#### [What is needed]
Counting task for the data below: how many lines hold the word "chars"? Answer with the number only.

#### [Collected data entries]
==*==

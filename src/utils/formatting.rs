//! Locale-aware formatting for numbers, percentages and dates
//!
//! The dashboard is Brazilian, so pt-BR is the default everywhere: `.` as
//! the thousands separator, `,` as the decimal separator and Portuguese
//! month and weekday names.

use crate::error::UtilsError;
use chrono::{DateTime, Datelike, NaiveDate, NaiveDateTime, Weekday};
use std::fmt;
use std::str::FromStr;

/// Maximum fraction digits kept by [`format_number`]
const MAX_FRACTION_DIGITS: usize = 3;

const MONTHS_PT_BR: [&str; 12] = [
    "janeiro",
    "fevereiro",
    "março",
    "abril",
    "maio",
    "junho",
    "julho",
    "agosto",
    "setembro",
    "outubro",
    "novembro",
    "dezembro",
];

#[derive(Debug, Clone, Copy, PartialEq, Eq, Default)]
pub enum Locale {
    #[default]
    PtBr,
    EnUs,
}

impl Locale {
    fn separators(&self) -> (char, char) {
        match self {
            Locale::PtBr => ('.', ','),
            Locale::EnUs => (',', '.'),
        }
    }
}

impl FromStr for Locale {
    type Err = UtilsError;

    fn from_str(s: &str) -> Result<Self, Self::Err> {
        match s.to_ascii_lowercase().as_str() {
            "pt-br" | "pt_br" | "pt" => Ok(Locale::PtBr),
            "en-us" | "en_us" | "en" => Ok(Locale::EnUs),
            _ => Err(UtilsError::Validation {
                message: format!("Unsupported locale '{}'", s),
            }),
        }
    }
}

impl fmt::Display for Locale {
    fn fmt(&self, f: &mut fmt::Formatter<'_>) -> fmt::Result {
        match self {
            Locale::PtBr => write!(f, "pt-BR"),
            Locale::EnUs => write!(f, "en-US"),
        }
    }
}

/// Date presentation styles
#[derive(Debug, Clone, Copy, PartialEq, Eq, Default, clap::ValueEnum)]
pub enum DateFormat {
    /// 15/01/2024
    #[default]
    Short,
    /// segunda-feira, 15 de janeiro de 2024
    Long,
    /// janeiro de 2024
    Month,
}

/// Format a number with locale grouping, keeping up to three fraction digits.
pub fn format_number(value: f64, locale: Locale) -> String {
    if value.is_nan() {
        return "NaN".to_string();
    }
    if value.is_infinite() {
        return if value > 0.0 { "∞" } else { "-∞" }.to_string();
    }

    let (group_sep, decimal_sep) = locale.separators();
    let fixed = format!("{:.*}", MAX_FRACTION_DIGITS, value.abs());
    let (int_part, frac_part) = fixed.split_once('.').unwrap_or((fixed.as_str(), ""));
    let frac_part = frac_part.trim_end_matches('0');

    let mut grouped = String::with_capacity(int_part.len() + int_part.len() / 3);
    for (i, ch) in int_part.chars().enumerate() {
        if i > 0 && (int_part.len() - i) % 3 == 0 {
            grouped.push(group_sep);
        }
        grouped.push(ch);
    }

    let is_zero = int_part.chars().all(|c| c == '0') && frac_part.is_empty();
    let mut result = String::new();
    if value.is_sign_negative() && !is_zero {
        result.push('-');
    }
    result.push_str(&grouped);
    if !frac_part.is_empty() {
        result.push(decimal_sep);
        result.push_str(frac_part);
    }
    result
}

/// Format `value / total` as a percentage. A zero total yields `"0%"`.
pub fn format_percentage(value: f64, total: f64, decimals: usize) -> String {
    if total == 0.0 {
        return "0%".to_string();
    }
    let percentage = (value / total) * 100.0;
    format!("{:.*}%", decimals, percentage)
}

fn parse_date(input: &str) -> Result<NaiveDate, UtilsError> {
    let trimmed = input.trim();

    if let Ok(date) = NaiveDate::parse_from_str(trimmed, "%Y-%m-%d") {
        return Ok(date);
    }
    if let Ok(dt) = DateTime::parse_from_rfc3339(trimmed) {
        return Ok(dt.date_naive());
    }
    if let Ok(dt) = NaiveDateTime::parse_from_str(trimmed, "%Y-%m-%dT%H:%M:%S") {
        return Ok(dt.date());
    }
    if let Ok(date) = NaiveDate::parse_from_str(trimmed, "%d/%m/%Y") {
        return Ok(date);
    }

    Err(UtilsError::DateParse {
        input: input.to_string(),
    })
}

fn weekday_pt_br(weekday: Weekday) -> &'static str {
    match weekday {
        Weekday::Mon => "segunda-feira",
        Weekday::Tue => "terça-feira",
        Weekday::Wed => "quarta-feira",
        Weekday::Thu => "quinta-feira",
        Weekday::Fri => "sexta-feira",
        Weekday::Sat => "sábado",
        Weekday::Sun => "domingo",
    }
}

/// Format a date string in pt-BR.
///
/// Accepts `YYYY-MM-DD`, RFC 3339 timestamps, `YYYY-MM-DDTHH:MM:SS` and
/// `DD/MM/YYYY`.
pub fn format_date(input: &str, format: DateFormat) -> Result<String, UtilsError> {
    let date = parse_date(input)?;
    let month = MONTHS_PT_BR[date.month0() as usize];

    let formatted = match format {
        DateFormat::Short => date.format("%d/%m/%Y").to_string(),
        DateFormat::Long => format!(
            "{}, {} de {} de {}",
            weekday_pt_br(date.weekday()),
            date.day(),
            month,
            date.year()
        ),
        DateFormat::Month => format!("{} de {}", month, date.year()),
    };

    Ok(formatted)
}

==*==

#### [Solution below]
2